Сказав это Сандрине, ее муж протягивает руку к стакану на журнальном столике. Сандрина смотрит на него и не узнает — этот человек ей незнаком, это не мужчина, который плачет, и это не господин Ланглуа. Или, может быть, господин Ланглуа, но в новой версии: еще более ужасной. Господин Ланглуа приходит в бешенство и не контролирует себя, и, по сути, это не его вина. Господин Ланглуа никогда не бывает спокоен, потому он господин Ланглуа. Но мужчина, сидящий рядом с ней на диване, полностью владеет собой, он чуть ли не расслаблен, он спокойно пьет пиво.

Сандрина пытается сосредоточиться на книге.

Он говорит:

— Ты мне поможешь, нужно дать письменные показания.

Она недоуменно смотрит на него.

— Не строй из себя дуру, речь о твоих показаниях: что я очень хорошо занимаюсь сыном, его уроками, его… — Он неопределенно взмахивает рукой. — Его… ну, сама знаешь.

Он делает еще один глоток и, поставив стакан, снова погружается в теннис.

Внутренний голос с радостью дает себе волю.

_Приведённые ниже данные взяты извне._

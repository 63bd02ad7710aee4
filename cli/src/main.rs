use anyhow::Result;

fn main() -> Result<()> {
    blazegraph_cli::run()
}
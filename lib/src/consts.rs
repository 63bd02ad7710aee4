//! Endpoint paths, header names, media types and the RDF terms used to describe a
//! connection in the dotNetRDF configuration vocabulary.

use oxigraph::model::NamedNodeRef;

/// Namespace used when none is configured.
pub const DEFAULT_NAMESPACE: &str = "kb";

/// Store-side query timeout, in milliseconds.
pub const QUERY_TIMEOUT_HEADER: &str = "X-BIGDATA-MAX-QUERY-MILLIS";

/// Queries at least this many characters long are sent as a form-encoded POST body instead of a GET parameter.
pub const MAX_GET_QUERY_LENGTH: usize = 2048;

// service paths
pub const SPARQL_PATH: &str = "/sparql";
pub const UPDATE_POST_PATH: &str = "/sparql?updatePost";
pub const BEGIN_TX_PATH: &str = "/tx?timestamp=-1";
pub const TX_PATH: &str = "/tx/";
pub const NAMESPACE_PATH: &str = "/namespace/";

// query parameters
pub const TIMESTAMP_PARAM: &str = "timestamp";
pub const QUERY_PARAM: &str = "query";
pub const CONTEXT_PARAM: &str = "c";

// media types
pub const ANY_MEDIA_TYPE: &str = "*/*";
pub const XML_MEDIA_TYPE: &str = "application/xml";
pub const FORM_URL_ENCODED: &str = "application/x-www-form-urlencoded";
pub const FORM_URL_ENCODED_UTF8: &str = "application/x-www-form-urlencoded;charset=utf-8";
pub const FORM_MULTIPART: &str = "multipart/form-data";

/// Results formats offered when a query may answer with either bindings or a graph.
pub const SPARQL_RESULTS_ACCEPT: &[&str] = &[
    "application/sparql-results+xml",
    "application/sparql-results+json",
    "text/tab-separated-values",
    "text/boolean",
];

/// RDF formats offered when a graph is expected.
pub const RDF_ACCEPT: &[&str] = &[
    "text/turtle",
    "application/n-triples",
    "application/rdf+xml",
    "application/trig",
    "application/n-quads",
    "text/n3",
];

pub const CONSTRUCT_ALL: &str = "CONSTRUCT { ?s ?p ?o } WHERE { ?s ?p ?o }";
pub const LIST_GRAPHS_QUERY: &str = "SELECT DISTINCT ?g WHERE { GRAPH ?g { ?s ?p ?o } }";

// configuration vocabulary
pub const RDF_TYPE: NamedNodeRef<'_> =
    NamedNodeRef::new_unchecked("http://www.w3.org/1999/02/22-rdf-syntax-ns#type");
pub const RDFS_LABEL: NamedNodeRef<'_> =
    NamedNodeRef::new_unchecked("http://www.w3.org/2000/01/rdf-schema#label");
pub const DNR_TYPE: NamedNodeRef<'_> =
    NamedNodeRef::new_unchecked("http://www.dotnetrdf.org/configuration#type");
pub const DNR_STORAGE_PROVIDER: NamedNodeRef<'_> =
    NamedNodeRef::new_unchecked("http://www.dotnetrdf.org/configuration#StorageProvider");
pub const DNR_SERVER: NamedNodeRef<'_> =
    NamedNodeRef::new_unchecked("http://www.dotnetrdf.org/configuration#server");
pub const DNR_STORE: NamedNodeRef<'_> =
    NamedNodeRef::new_unchecked("http://www.dotnetrdf.org/configuration#storeID");

/// Type name recorded under `dnr:type` for this connector.
pub const CONNECTOR_TYPE_NAME: &str = "blazegraph::BlazegraphConnector";
//! Construction of HTTP requests against a Blazegraph server: namespace scoping,
//! transaction-id propagation, query timeouts and the caller's customization hook.

use crate::config::ConnectionConfig;
use crate::consts::{
    BEGIN_TX_PATH, FORM_URL_ENCODED, QUERY_TIMEOUT_HEADER, TIMESTAMP_PARAM, TX_PATH,
    XML_MEDIA_TYPE,
};
use crate::model::TransactionId;
use crate::options::QueryTimeout;
use std::fmt;
use std::sync::Arc;
use url::form_urlencoded::byte_serialize;

#[derive(Debug, Clone, Copy, PartialEq, Eq)]
pub enum HttpMethod {
    Get,
    Post,
    Put,
    Delete,
}

impl HttpMethod {
    pub fn as_str(self) -> &'static str {
        match self {
            HttpMethod::Get => "GET",
            HttpMethod::Post => "POST",
            HttpMethod::Put => "PUT",
            HttpMethod::Delete => "DELETE",
        }
    }
}

impl fmt::Display for HttpMethod {
    fn fmt(&self, f: &mut fmt::Formatter) -> fmt::Result {
        f.write_str(self.as_str())
    }
}

/// A fully built request, handed to the transport exactly once.
#[derive(Debug, Clone, PartialEq, Eq)]
pub struct PendingRequest {
    pub method: HttpMethod,
    pub url: String,
    pub headers: Vec<(String, String)>,
    pub body: Option<Vec<u8>>,
}

impl PendingRequest {
    /// Case-insensitive header lookup.
    pub fn header(&self, name: &str) -> Option<&str> {
        self.headers
            .iter()
            .find(|(k, _)| k.eq_ignore_ascii_case(name))
            .map(|(_, v)| v.as_str())
    }

    /// Replaces any existing header with the same name.
    pub fn set_header(&mut self, name: &str, value: impl Into<String>) {
        self.headers.retain(|(k, _)| !k.eq_ignore_ascii_case(name));
        self.headers.push((name.to_string(), value.into()));
    }

    /// Path and query of the URL, relative to `base`.
    pub fn relative_to<'a>(&'a self, base: &str) -> &'a str {
        self.url.strip_prefix(base).unwrap_or(&self.url)
    }
}

/// Applied to every request after the default headers are set.
pub type RequestHook = Arc<dyn Fn(&mut PendingRequest) + Send + Sync>;

/// What a single call needs from the store, before URL and header rules are applied.
#[derive(Debug, Clone)]
pub struct RequestSpec {
    pub method: HttpMethod,
    pub path: String,
    pub accept: String,
    pub params: Vec<(String, String)>,
    /// Scope the path under `/namespace/<ns>`; transaction endpoints are not scoped.
    pub namespaced: bool,
    pub timeout: QueryTimeout,
    pub content_type: Option<String>,
    pub body: Option<Vec<u8>>,
}

impl RequestSpec {
    pub fn new(method: HttpMethod, path: impl Into<String>, accept: impl Into<String>) -> Self {
        RequestSpec {
            method,
            path: path.into(),
            accept: accept.into(),
            params: Vec::new(),
            namespaced: true,
            timeout: QueryTimeout::Unspecified,
            content_type: None,
            body: None,
        }
    }

    pub fn param(mut self, key: impl Into<String>, value: impl Into<String>) -> Self {
        self.params.push((key.into(), value.into()));
        self
    }

    pub fn without_namespace(mut self) -> Self {
        self.namespaced = false;
        self
    }

    pub fn timeout(mut self, timeout: QueryTimeout) -> Self {
        self.timeout = timeout;
        self
    }

    /// `Content-Type` for a request that carries no body.
    pub fn content_type(mut self, content_type: impl Into<String>) -> Self {
        self.content_type = Some(content_type.into());
        self
    }

    pub fn body(mut self, content_type: impl Into<String>, body: Vec<u8>) -> Self {
        self.content_type = Some(content_type.into());
        self.body = Some(body);
        self
    }

    fn has_explicit_timestamp(&self) -> bool {
        self.params.iter().any(|(k, _)| k == TIMESTAMP_PARAM)
            || self.path.contains(&format!("{TIMESTAMP_PARAM}="))
    }
}

/// Builds [`PendingRequest`]s for one connection. Immutable once created.
#[derive(Clone)]
pub struct RequestBuilder {
    config: Arc<ConnectionConfig>,
    hook: Option<RequestHook>,
}

impl fmt::Debug for RequestBuilder {
    fn fmt(&self, f: &mut fmt::Formatter) -> fmt::Result {
        f.debug_struct("RequestBuilder")
            .field("config", &self.config)
            .field("hook", &self.hook.is_some())
            .finish()
    }
}

impl RequestBuilder {
    pub fn new(config: Arc<ConnectionConfig>, hook: Option<RequestHook>) -> Self {
        RequestBuilder { config, hook }
    }

    pub fn config(&self) -> &ConnectionConfig {
        &self.config
    }

    /// Resolves `spec` into a request. `transaction` is the active transaction, if any;
    /// its id is sent as `timestamp` unless the spec already carries one.
    pub fn build(&self, spec: RequestSpec, transaction: Option<&TransactionId>) -> PendingRequest {
        let mut url = if spec.namespaced {
            format!("{}{}", self.config.namespace_root(), spec.path)
        } else {
            format!("{}{}", self.config.base_uri(), spec.path)
        };

        let mut params = spec.params.clone();
        if let Some(tx) = transaction {
            if !spec.has_explicit_timestamp() {
                params.push((TIMESTAMP_PARAM.to_string(), tx.as_str().to_string()));
            }
        }
        if !params.is_empty() {
            url.push(if spec.path.contains('?') { '&' } else { '?' });
            url.push_str(&encode_params(&params));
        }

        let mut request = PendingRequest {
            method: spec.method,
            url,
            headers: vec![("Accept".to_string(), spec.accept)],
            body: None,
        };
        if let Some(value) = spec.timeout.header_value() {
            request.set_header(QUERY_TIMEOUT_HEADER, value);
        }
        if let Some(content_type) = spec.content_type {
            request.set_header("Content-Type", content_type);
        }
        request.body = spec.body;

        if let Some(hook) = &self.hook {
            hook(&mut request);
        }
        request
    }

    pub fn begin_transaction(&self) -> PendingRequest {
        let spec = RequestSpec::new(HttpMethod::Post, BEGIN_TX_PATH, XML_MEDIA_TYPE)
            .without_namespace()
            .body(FORM_URL_ENCODED, Vec::new());
        self.build(spec, None)
    }

    pub fn commit_transaction(&self, id: &TransactionId) -> PendingRequest {
        self.end_transaction(id, "COMMIT")
    }

    pub fn rollback_transaction(&self, id: &TransactionId) -> PendingRequest {
        self.end_transaction(id, "ABORT")
    }

    fn end_transaction(&self, id: &TransactionId, verb: &str) -> PendingRequest {
        let path = format!("{TX_PATH}{}?{verb}", encode_component(id.as_str()));
        let spec = RequestSpec::new(HttpMethod::Post, path, XML_MEDIA_TYPE)
            .without_namespace()
            .body(FORM_URL_ENCODED, Vec::new());
        // the id is already part of the path
        self.build(spec, None)
    }
}

pub(crate) fn encode_component(value: &str) -> String {
    byte_serialize(value.as_bytes()).collect()
}

/// `k1=v1&k2=v2`, values form-encoded.
pub(crate) fn encode_params(params: &[(String, String)]) -> String {
    params
        .iter()
        .map(|(k, v)| format!("{k}={}", encode_component(v)))
        .collect::<Vec<_>>()
        .join("&")
}

/// Builds a weighted `Accept` header honoring the provided priority order.
pub fn build_accept(accept_order: &[&str]) -> String {
    if accept_order.is_empty() {
        return "*/*".to_string();
    }
    let mut parts = Vec::new();
    let mut q = 1.0f32;
    for t in accept_order {
        parts.push(format!("{t}; q={:.2}", q));
        q = (q - 0.1f32).max(0.1f32);
    }
    parts.push("*/*; q=0.05".to_string());
    parts.join(", ")
}
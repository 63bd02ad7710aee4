mod common;

use blazegraph::consts::QUERY_TIMEOUT_HEADER;
use blazegraph::{ConnectorError, HttpMethod, QueryResult, QueryTimeout, TabularResult};
use common::{connector, ok, status, store_with, Kind, MockTransport, BASE};
use oxigraph::model::{NamedNode, Term};
use std::time::Duration;

const SELECT_JSON: &str = r#"{
  "head": { "vars": ["book", "title"] },
  "results": { "bindings": [
    { "book": { "type": "uri", "value": "http://example/book1" },
      "title": { "type": "literal", "value": "SPARQL Tutorial" } }
  ] }
}"#;

const TURTLE: &str =
    "<http://example/book1> <http://purl.org/dc/elements/1.1/title> \"SPARQL Tutorial\" .";

#[test]
fn test_ask_query_is_tabular() {
    let transport = MockTransport::new(store_with(|_| {
        ok(
            "application/sparql-results+xml",
            r#"<?xml version="1.0"?><sparql xmlns="http://www.w3.org/2005/sparql-results#"><head/><boolean>true</boolean></sparql>"#,
        )
    }));
    let conn = connector(&transport);

    let result = conn.query("ASK WHERE { ?s ?p ?o }").unwrap();
    assert_eq!(result, QueryResult::Tabular(TabularResult::Boolean(true)));
    assert!(result.as_graph().is_none());
}

#[test]
fn test_construct_falls_back_to_graph() {
    let transport = MockTransport::new(store_with(|_| ok("text/turtle", TURTLE)));
    let conn = connector(&transport);

    let result = conn
        .query("CONSTRUCT { ?s ?p ?o } WHERE { ?s ?p ?o }")
        .unwrap();
    assert_eq!(result.as_graph().map(|g| g.len()), Some(1));
}

#[test]
fn test_select_rows() {
    let transport = MockTransport::new(store_with(|_| {
        ok("application/sparql-results+json", SELECT_JSON)
    }));
    let conn = connector(&transport);

    let result = conn
        .query("SELECT ?book ?title WHERE { ?book <http://purl.org/dc/elements/1.1/title> ?title }")
        .unwrap();
    let Some(TabularResult::Solutions { variables, rows }) = result.as_tabular() else {
        panic!("expected solutions, got {result:?}");
    };
    assert_eq!(variables, &vec!["book".to_string(), "title".to_string()]);
    assert_eq!(rows.len(), 1);
    assert_eq!(
        rows[0].get("book"),
        Some(&Term::NamedNode(NamedNode::new("http://example/book1").unwrap()))
    );
}

#[test]
fn test_queries_never_open_transactions() {
    let transport = MockTransport::new(store_with(|_| ok("text/turtle", TURTLE)));
    let conn = connector(&transport);

    conn.query("CONSTRUCT WHERE { ?s ?p ?o }").unwrap();
    conn.load_graph(None).unwrap();
    assert_eq!(
        transport.kinds(),
        vec![Kind::Data(HttpMethod::Get), Kind::Data(HttpMethod::Get)]
    );
    let query = &transport.requests()[0];
    assert!(query
        .relative_to(BASE)
        .starts_with("/namespace/kb/sparql?query=CONSTRUCT"));
    assert!(!query.url.contains("timestamp"));
}

#[test]
fn test_query_inside_transaction_reads_through_it() {
    let transport = MockTransport::new(store_with(|_| ok("text/turtle", TURTLE)));
    let conn = connector(&transport);

    let id = conn.begin().unwrap();
    conn.query("CONSTRUCT WHERE { ?s ?p ?o }").unwrap();
    let query = &transport.data_requests()[0];
    assert!(query.url.ends_with(&format!("&timestamp={id}")));
    assert_eq!(conn.active_transaction(), Some(id));
}

#[test]
fn test_long_queries_are_posted_as_form() {
    let transport = MockTransport::new(store_with(|_| ok("text/turtle", TURTLE)));
    let conn = connector(&transport);
    let filler = "x".repeat(3000);
    let query = format!("CONSTRUCT WHERE {{ ?s ?p ?o }} # {filler}");

    conn.query(&query).unwrap();
    let request = &transport.requests()[0];
    assert_eq!(request.method, HttpMethod::Post);
    assert_eq!(request.relative_to(BASE), "/namespace/kb/sparql");
    assert_eq!(
        request.header("Content-Type"),
        Some("application/x-www-form-urlencoded;charset=utf-8")
    );
    let body = common::body_text(request);
    assert!(body.starts_with("query=CONSTRUCT+WHERE"));
    assert!(body.ends_with(&filler));
}

#[test]
fn test_timeout_header() {
    let transport = MockTransport::new(store_with(|_| ok("text/turtle", TURTLE)));
    let conn = connector(&transport);

    conn.query_with_timeout("CONSTRUCT WHERE { ?s ?p ?o }", Duration::from_secs(2))
        .unwrap();
    conn.query_with_timeout("CONSTRUCT WHERE { ?s ?p ?o }", -1i64)
        .unwrap();
    conn.query_with_timeout("CONSTRUCT WHERE { ?s ?p ?o }", QueryTimeout::Unspecified)
        .unwrap();

    let requests = transport.requests();
    assert_eq!(requests[0].header(QUERY_TIMEOUT_HEADER), Some("2000"));
    assert!(requests[1].header(QUERY_TIMEOUT_HEADER).is_none());
    assert!(requests[2].header(QUERY_TIMEOUT_HEADER).is_none());
}

#[test]
fn test_query_errors_are_classified() {
    let transport = MockTransport::new(store_with(|_| {
        status(400, "org.openrdf.query.MalformedQueryException")
    }));
    let err = connector(&transport).query("SELEC oops").unwrap_err();
    assert!(matches!(err, ConnectorError::Store { .. }));
    assert_eq!(err.status(), Some(400));

    let err = connector(&MockTransport::unreachable())
        .query("SELECT * WHERE { ?s ?p ?o }")
        .unwrap_err();
    assert!(matches!(err, ConnectorError::Transport { .. }));
    assert!(std::error::Error::source(&err).is_some());

    let transport = MockTransport::new(store_with(|_| ok("application/pdf", "%PDF")));
    let err = connector(&transport)
        .query("SELECT * WHERE { ?s ?p ?o }")
        .unwrap_err();
    assert!(matches!(err, ConnectorError::Parse { .. }));
}

#[test]
fn test_load_named_graph() {
    let transport = MockTransport::new(store_with(|_| ok("text/turtle", TURTLE)));
    let conn = connector(&transport);
    let g1 = NamedNode::new("http://example/g1").unwrap();

    let loaded = conn.load_graph(Some(g1.clone())).unwrap();
    assert_eq!(loaded.name, Some(g1));
    assert_eq!(loaded.len(), 1);
    let request = &transport.requests()[0];
    assert!(request.url.contains("GRAPH+%3Chttp%3A%2F%2Fexample%2Fg1%3E"));
}

#[test]
fn test_list_graphs() {
    let transport = MockTransport::new(store_with(|_| {
        ok(
            "application/sparql-results+json",
            r#"{"head":{"vars":["g"]},"results":{"bindings":[{"g":{"type":"uri","value":"http://example/g1"}}]}}"#,
        )
    }));
    let conn = connector(&transport);

    assert_eq!(
        conn.list_graphs().unwrap(),
        vec![NamedNode::new("http://example/g1").unwrap()]
    );
    assert!(transport.requests()[0].url.contains("SELECT+DISTINCT+%3Fg"));
}

#[test]
fn test_connector_describes_itself() {
    let conn = connector(&MockTransport::accepting());
    assert_eq!(
        conn.to_string(),
        "[Blazegraph] Namespace 'kb' on Server 'http://localhost:9999/bigdata'"
    );
    let caps = conn.capabilities();
    assert!(caps.delete_supported && caps.update_supported && caps.ready);
    assert!(!caps.read_only);
}
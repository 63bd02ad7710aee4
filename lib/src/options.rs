//! Option types that replace boolean and sentinel parameters in the public API.

use std::time::Duration;

/// Store-side limit on query evaluation time.
#[derive(Debug, Copy, Clone, Eq, PartialEq, Default)]
pub enum QueryTimeout {
    /// Let the store apply its own default; no header is sent.
    #[default]
    Unspecified,
    /// Abort evaluation after this many milliseconds.
    Millis(u64),
}

impl QueryTimeout {
    /// Header value to send, if any.
    pub fn header_value(self) -> Option<String> {
        match self {
            QueryTimeout::Unspecified => None,
            QueryTimeout::Millis(ms) => Some(ms.to_string()),
        }
    }
}

impl From<Duration> for QueryTimeout {
    fn from(value: Duration) -> Self {
        QueryTimeout::Millis(value.as_millis() as u64)
    }
}

/// Negative values mean "unspecified", matching the `-1` convention of the store's HTTP API.
impl From<i64> for QueryTimeout {
    fn from(value: i64) -> Self {
        if value < 0 {
            QueryTimeout::Unspecified
        } else {
            QueryTimeout::Millis(value as u64)
        }
    }
}

impl From<Option<u64>> for QueryTimeout {
    fn from(value: Option<u64>) -> Self {
        value.map_or(QueryTimeout::Unspecified, QueryTimeout::Millis)
    }
}

/// Who owns commit/rollback for a mutating operation.
#[derive(Debug, Copy, Clone, Eq, PartialEq)]
pub enum TransactionMode {
    /// The connector opened the transaction and must commit or roll it back.
    AutoManaged,
    /// The caller opened the transaction; the connector never ends it.
    CallerManaged,
}

/// Whether an operation takes part in the transaction state machine.
#[derive(Debug, Copy, Clone, Eq, PartialEq)]
pub enum Participation {
    /// Reads reuse an active transaction id but never open or end one.
    ReadOnly,
    /// Writes are wrapped in auto-commit when no transaction is active.
    Mutating,
}
//! Routes a query response to the right decoder: SPARQL results first, RDF graph
//! second, and a parse error when neither recognizes the content type.

use crate::codec::RdfCodec;
use crate::errors::{ConnectorError, Result};
use crate::model::{QueryResult, TabularResult};
use crate::transport::HttpResponse;
use anyhow::anyhow;
use lazy_static::lazy_static;
use log::debug;
use oxigraph::model::Graph;
use regex::Regex;

lazy_static! {
    static ref ASK_KEYWORD: Regex = Regex::new(r"(?i)\bASK\b").unwrap();
}

/// Whether `query` looks like an ASK query, which lets a bare `true`/`false` body
/// through as a boolean result.
pub fn is_boolean_query(query: &str) -> bool {
    ASK_KEYWORD.is_match(query)
}

/// Outcome of trying every decoder against one body.
#[derive(Debug)]
pub enum Decoded {
    Tabular(TabularResult),
    Graph(Graph),
    Unrecognized(String),
}

pub struct ResponseDispatcher<'a> {
    codec: &'a dyn RdfCodec,
}

impl<'a> ResponseDispatcher<'a> {
    pub fn new(codec: &'a dyn RdfCodec) -> Self {
        ResponseDispatcher { codec }
    }

    /// Tries the results decoder, then the graph decoder. A decoder that claims the
    /// content type but fails to parse the body ends the attempt with an error.
    pub fn decode(&self, response: &HttpResponse, query: &str) -> Result<Decoded> {
        let context = "querying";
        let content_type = response.content_type.as_deref().unwrap_or("");
        let boolean = is_boolean_query(query);
        if let Some(tabular) = self
            .codec
            .decode_results(content_type, &response.body, boolean)
            .map_err(|e| ConnectorError::parse(context, e))?
        {
            return Ok(Decoded::Tabular(tabular));
        }
        if let Some(graph) = self
            .codec
            .decode_graph(content_type, &response.body)
            .map_err(|e| ConnectorError::parse(context, e))?
        {
            return Ok(Decoded::Graph(graph));
        }
        debug!("no decoder for content type '{}'", content_type);
        Ok(Decoded::Unrecognized(content_type.to_string()))
    }

    pub fn dispatch(&self, response: &HttpResponse, query: &str) -> Result<QueryResult> {
        match self.decode(response, query)? {
            Decoded::Tabular(t) => Ok(QueryResult::Tabular(t)),
            Decoded::Graph(g) => Ok(QueryResult::Graph(g)),
            Decoded::Unrecognized(content_type) => Err(ConnectorError::parse(
                "querying",
                anyhow!(
                    "unrecognized response content type '{}'",
                    if content_type.is_empty() {
                        "none"
                    } else {
                        content_type.as_str()
                    }
                ),
            )),
        }
    }

    /// Decodes a response that must be a graph, e.g. a CONSTRUCT issued by the connector.
    pub fn expect_graph(&self, response: &HttpResponse, context: &str) -> Result<Graph> {
        let content_type = response.content_type.as_deref().unwrap_or("");
        self.codec
            .decode_graph(content_type, &response.body)
            .map_err(|e| ConnectorError::parse(context, e))?
            .ok_or_else(|| {
                ConnectorError::parse(
                    context,
                    anyhow!("expected an RDF graph, got content type '{}'", content_type),
                )
            })
    }
}
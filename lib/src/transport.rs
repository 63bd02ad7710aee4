//! The HTTP round trip. Requests leave through the [`Transport`] trait so the
//! orchestration layer can run against any client; [`HttpTransport`] is the
//! `reqwest` implementation used by default.

use crate::request::{HttpMethod, PendingRequest};
use anyhow::Result;
use log::debug;
use reqwest::blocking::Client;
use reqwest::header::CONTENT_TYPE;
use reqwest::Method;
use std::time::Duration;

/// Status, declared content type and body of a store response.
#[derive(Debug, Clone, PartialEq, Eq)]
pub struct HttpResponse {
    pub status: u16,
    pub content_type: Option<String>,
    pub body: Vec<u8>,
}

impl HttpResponse {
    pub fn is_success(&self) -> bool {
        (200..300).contains(&self.status)
    }
}

/// Continuation invoked once with the outcome of an asynchronous send.
pub type ResponseCallback = Box<dyn FnOnce(Result<HttpResponse>) + Send + 'static>;

pub trait Transport: Send + Sync {
    /// Sends `request` and blocks until the response body has been read.
    /// An `Err` means no HTTP response was obtained; non-2xx answers are `Ok`.
    fn send(&self, request: PendingRequest) -> Result<HttpResponse>;

    /// Sends `request` without blocking the caller; `done` runs exactly once, on
    /// whichever thread completes the exchange.
    fn send_async(&self, request: PendingRequest, done: ResponseCallback);
}

/// [`Transport`] over a blocking `reqwest` client. Callback sends run on a
/// dedicated thread per request.
#[derive(Debug, Clone)]
pub struct HttpTransport {
    client: Client,
}

impl HttpTransport {
    pub fn new(timeout: Duration) -> Result<Self> {
        let client = Client::builder().timeout(timeout).build()?;
        Ok(HttpTransport { client })
    }

    pub fn from_client(client: Client) -> Self {
        HttpTransport { client }
    }
}

fn to_method(method: HttpMethod) -> Method {
    match method {
        HttpMethod::Get => Method::GET,
        HttpMethod::Post => Method::POST,
        HttpMethod::Put => Method::PUT,
        HttpMethod::Delete => Method::DELETE,
    }
}

fn execute(client: &Client, request: PendingRequest) -> Result<HttpResponse> {
    debug!("{} {}", request.method, request.url);
    let mut builder = client.request(to_method(request.method), request.url.as_str());
    for (name, value) in &request.headers {
        builder = builder.header(name.as_str(), value.as_str());
    }
    if let Some(body) = request.body {
        builder = builder.body(body);
    }
    let resp = builder.send()?;
    let status = resp.status().as_u16();
    let content_type = resp
        .headers()
        .get(CONTENT_TYPE)
        .and_then(|h| h.to_str().ok())
        .map(|s| s.to_string());
    let body = resp.bytes()?.to_vec();
    debug!(
        "{} {} -> {} ({}, {} bytes)",
        request.method,
        request.url,
        status,
        content_type.as_deref().unwrap_or("no content type"),
        body.len()
    );
    Ok(HttpResponse {
        status,
        content_type,
        body,
    })
}

impl Transport for HttpTransport {
    fn send(&self, request: PendingRequest) -> Result<HttpResponse> {
        execute(&self.client, request)
    }

    fn send_async(&self, request: PendingRequest, done: ResponseCallback) {
        let client = self.client.clone();
        std::thread::spawn(move || done(execute(&client, request)));
    }
}
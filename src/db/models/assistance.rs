//! Assistance record models.

use serde::{Deserialize, Serialize};

#[derive(Debug, Clone, Serialize, Deserialize, sqlx::FromRow)]
pub struct AssistanceRecord {
    pub record_id: String,
    pub resident_id: String,
    pub category_id: String,
    pub assistance_type: String,
    pub amount: Option<f64>,
    pub date_given: String,
    pub encoded_by: String,
    pub remarks: Option<String>,
    pub created_at: String,
}

/// Assistance record joined with resident and category names for listing
#[derive(Debug, Clone, Serialize, sqlx::FromRow)]
pub struct AssistanceRecordView {
    pub record_id: String,
    pub resident_id: String,
    pub resident_name: String,
    pub category_id: String,
    pub category_name: String,
    pub assistance_type: String,
    pub amount: Option<f64>,
    pub date_given: String,
    pub encoded_by: String,
    pub remarks: Option<String>,
}

#[derive(Debug, Clone, Deserialize)]
pub struct AssistanceFields {
    pub resident_id: String,
    pub category_id: String,
    pub assistance_type: String,
    #[serde(default)]
    pub amount: Option<f64>,
    pub date_given: String,
    #[serde(default)]
    pub remarks: Option<String>,
}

Да уж, он занимается сыном. Можно по пальцам одной руки пересчитать, сколько раз он готовил для своего ненаглядного Матиаса с тех пор, как ты поселилась в их доме, сколько книг ему прочитал, сколько раз с ним поиграл.

Матиас обязан беспрекословно подчиняться, сын нужен ему, чтобы показывать редким гостям послушного ребенка. Все остальное время от него требуется одно: убрать игрушки, делать уроки, не болтаться под ногами. Молчать. Не мешать.

Да, это правда, поначалу он много говорил о Матиасе и много писал о нем в СМС-сообщениях. Да, она помнит, что, когда они встречались в ее квартире, он твердил: мой сын, мой сладкий малыш, мой Матиас — это не сходило у него с языка. И он без конца говорил о своем одиночестве, о своей роли отца, о том, что ему нужна жена, а Матиасу — мать.

Вот так он тебя охмурил, ухмыляется внутренний голос, и Сандрина думает: да. Охмурить ее было легче легкого, и ей стыдно за себя. Ей часто бывает стыдно, страшно стыдно за свое тело, но еще и за то, что он сделал с ней, за то, что другие мужчины делали с ней, за неловкость, с которой она идет по жизни. Но сейчас гневный голос доносит до нее совсем другую мысль, которая изредка приходила к ней раньше.

Ну и что, ну и что, это не значит, что ты ничего не стоишь, не значит, что ты дура, не значит, что ты ноль!

У этого храброго голоса было слишком мало времени, чтобы набраться сил с той поры, как она сбежала от отца. Когда она начала жить отдельно от родителей, она стала бояться вечного одиночества. Этот страх был так велик, что в итоге она действительно осталась одна. У нее были подруги. Ее коллеги… поначалу они неплохо ладили. Она никогда не была душой компании, уверенной в себе заводилой, но у нее было свое место. Скромное, но свое.

— Ты что, не слышишь?

Он трясет ее за плечо, и в этом жесте так много от маленького мальчика, что она не может не улыбнуться. Он требует, он растерян, он хочет знать, придет ли она ему на помощь, он говорит, что она ему нужна. У него умоляющий голос, и она отвечает:

— Да, конечно.

Глаза его блестят, и она говорит себе, что мечтала об этом мгновении холодного расчета, ждала этих рефлексов собственника. Голос с ней не согласен, но Сандрина не обращает на него внимания.

Ее муж успокаивается и нажимает на пульт. И только теперь до Сандрины доходит, что он не забыл поставить матч на паузу, перед тем как начать уговаривать ее с влажными от слез глазами.